Upatiṣya was born the same day as Kolita (who would later be known as Maudgalyāyana), a boy from a neighboring village whose family had been friends with Upatiṣya's family for seven generations, and became friends with him as a child. Upatiṣya and Kolita both became masters of the Vedas through their education and each developed a large following of youths. One day the realization that life is impermanent overtook the two friends during a festival in Rājagaha and they developed a sense of spiritual urgency.

Realizing the pointlessness of the impermanent material world, the two friends set out as ascetics to search for an end to rebirth. In Mūlasarvāstivāda texts, the two friends visited all six major teachers of India at the time before realizing none of them had the right path. According to Pali texts, the two friends and their following of youths became students under only one of the teachers, the ascetic Sañjaya Vairatiputra (Pali: Sañjaya Belaṭṭhaputta), who was staying nearby.
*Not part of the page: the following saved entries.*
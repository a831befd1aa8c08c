// Copyright (c) Starcoin, Inc.
// SPDX-License-Identifier: Apache-2.0

//! Continuous checkpoint advancement.
//!
//! Each iteration reads the ledger checkpoint, finds the next epoch
//! boundary, has the epoch prover prove the transition and commits the new
//! checkpoint. Nothing is written before the proof succeeds, so a failed
//! iteration can be retried from the same checkpoint and yields the same
//! task.

use crate::epoch_prover_client::EpochProver;
use crate::epoch_scanner::EpochBoundaryScanner;
use crate::error::{RelayerError, RelayerResult};
use crate::eth_ledger_client::CheckpointLedger;
use crate::metrics::RelayerMetrics;
use crate::node_resolver::NodeResolver;
use crate::retry::RetryPolicy;
use crate::task_builder::build_epoch_task;
use crate::types::{EpochBlockProvingTask, ResultStatus};
use std::sync::Arc;
use tokio_util::sync::CancellationToken;
use tracing::{error, info};

#[derive(Debug, Clone, Copy, PartialEq, Eq)]
pub enum ProcessorState {
    Idle,
    Processing,
}

#[derive(Debug, Clone, PartialEq, Eq)]
pub struct IterationReport {
    pub previous_checkpoint: u64,
    pub committed_checkpoint: u64,
    pub task: EpochBlockProvingTask,
}

pub struct EpochProcessor {
    resolver: Arc<NodeResolver>,
    scanner: Arc<EpochBoundaryScanner>,
    ledger: Arc<dyn CheckpointLedger>,
    prover: Arc<dyn EpochProver>,
    retry_policy: RetryPolicy,
    metrics: Arc<RelayerMetrics>,
    state: ProcessorState,
    last_checkpoint: Option<u64>,
}

impl EpochProcessor {
    pub fn new(
        resolver: Arc<NodeResolver>,
        scanner: Arc<EpochBoundaryScanner>,
        ledger: Arc<dyn CheckpointLedger>,
        prover: Arc<dyn EpochProver>,
        retry_policy: RetryPolicy,
        metrics: Arc<RelayerMetrics>,
    ) -> Self {
        Self {
            resolver,
            scanner,
            ledger,
            prover,
            retry_policy,
            metrics,
            state: ProcessorState::Idle,
            last_checkpoint: None,
        }
    }

    pub fn state(&self) -> ProcessorState {
        self.state
    }

    /// Checkpoint read by the latest iteration.
    pub fn last_checkpoint(&self) -> Option<u64> {
        self.last_checkpoint
    }

    pub async fn run_iteration(&mut self) -> RelayerResult<IterationReport> {
        self.state = ProcessorState::Processing;
        let result = self.process_next_epoch().await;
        self.state = ProcessorState::Idle;
        result
    }

    async fn process_next_epoch(&mut self) -> RelayerResult<IterationReport> {
        let height = self.ledger.read_checkpoint().await?;
        self.last_checkpoint = Some(height);
        info!("[EpochProcessor] Fetched latest checkpoint {}", height);

        let endpoint = self.resolver.resolve(None, Some(height)).await?;
        let link = self.scanner.scan_epoch_boundary(&endpoint, height).await?;
        let task = build_epoch_task(&link)?;
        info!("[EpochProcessor] Sending task to epoch prover: {:?}", task);

        let result = self.prover.prove_epoch(&task).await?;
        if result.status != ResultStatus::Ok {
            return Err(RelayerError::ProverError(format!(
                "Epoch proof for checkpoint {} failed with status {}",
                height,
                String::from(result.status)
            )));
        }
        if result.current_block_height <= height {
            return Err(RelayerError::ProverError(format!(
                "Epoch prover reported height {} which does not advance checkpoint {}",
                result.current_block_height, height
            )));
        }

        self.ledger
            .commit_checkpoint(
                &result.previous_block_hash,
                &result.current_block_hash,
                result.current_block_height,
            )
            .await?;
        let committed = self.ledger.read_checkpoint().await?;
        self.last_checkpoint = Some(committed);
        self.metrics.last_committed_checkpoint.set(committed as i64);
        self.metrics.epoch_iterations_ok.inc();
        info!(
            "[EpochProcessor] Processed checkpoint {}: {} {} -> {}",
            height, result.previous_block_hash, result.current_block_hash, committed
        );

        Ok(IterationReport {
            previous_checkpoint: height,
            committed_checkpoint: committed,
            task,
        })
    }

    /// Runs iterations until cancelled, or until the retry policy gives up.
    pub async fn run(&mut self, cancel: CancellationToken) -> RelayerResult<()> {
        info!("[EpochProcessor] Starting with retry policy {:?}", self.retry_policy);
        let mut backoff = self.retry_policy.build_backoff();
        let mut consecutive_failures: u32 = 0;
        loop {
            let outcome = tokio::select! {
                _ = cancel.cancelled() => {
                    // The dropped iteration may have been mid-flight.
                    self.state = ProcessorState::Idle;
                    info!("[EpochProcessor] Cancelled");
                    return Ok(());
                }
                outcome = self.run_iteration() => outcome,
            };

            let err = match outcome {
                Ok(_) => {
                    consecutive_failures = 0;
                    backoff.reset();
                    continue;
                }
                Err(err) => err,
            };
            consecutive_failures = consecutive_failures.saturating_add(1);
            self.metrics
                .epoch_iterations_err
                .with_label_values(&[err.error_type()])
                .inc();

            let Some(delay) = self
                .retry_policy
                .next_delay(&mut *backoff, &err, consecutive_failures) else {
                error!(
                    "[EpochProcessor] Giving up on checkpoint {:?} after {} failures: {}",
                    self.last_checkpoint, consecutive_failures, err
                );
                return Err(err);
            };
            error!(
                "[EpochProcessor] Failed to generate epoch proof for checkpoint {:?}: {}, retrying in {:?}",
                self.last_checkpoint, err, delay
            );
            tokio::select! {
                _ = cancel.cancelled() => {
                    info!("[EpochProcessor] Cancelled");
                    return Ok(());
                }
                _ = tokio::time::sleep(delay) => {}
            }
        }
    }
}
Pali texts describe Sañjaya as a teacher in the Indian Sceptic tradition, with Upatiṣya and Kolita eventually becoming dissatisfied with his teachings and leaving. In Mūlasarvāstivāda texts, the Chinese Buddhist Canon and in Tibetan accounts, however, he is depicted as a wise teacher with meditative vision who becomes ill and dies. In some accounts, he predicts the coming of the Buddha through his visions. After being unable to find what they were looking for, the two friends went their separate ways but made a pact that if one was to find the path to Nirvana, he would tell the other.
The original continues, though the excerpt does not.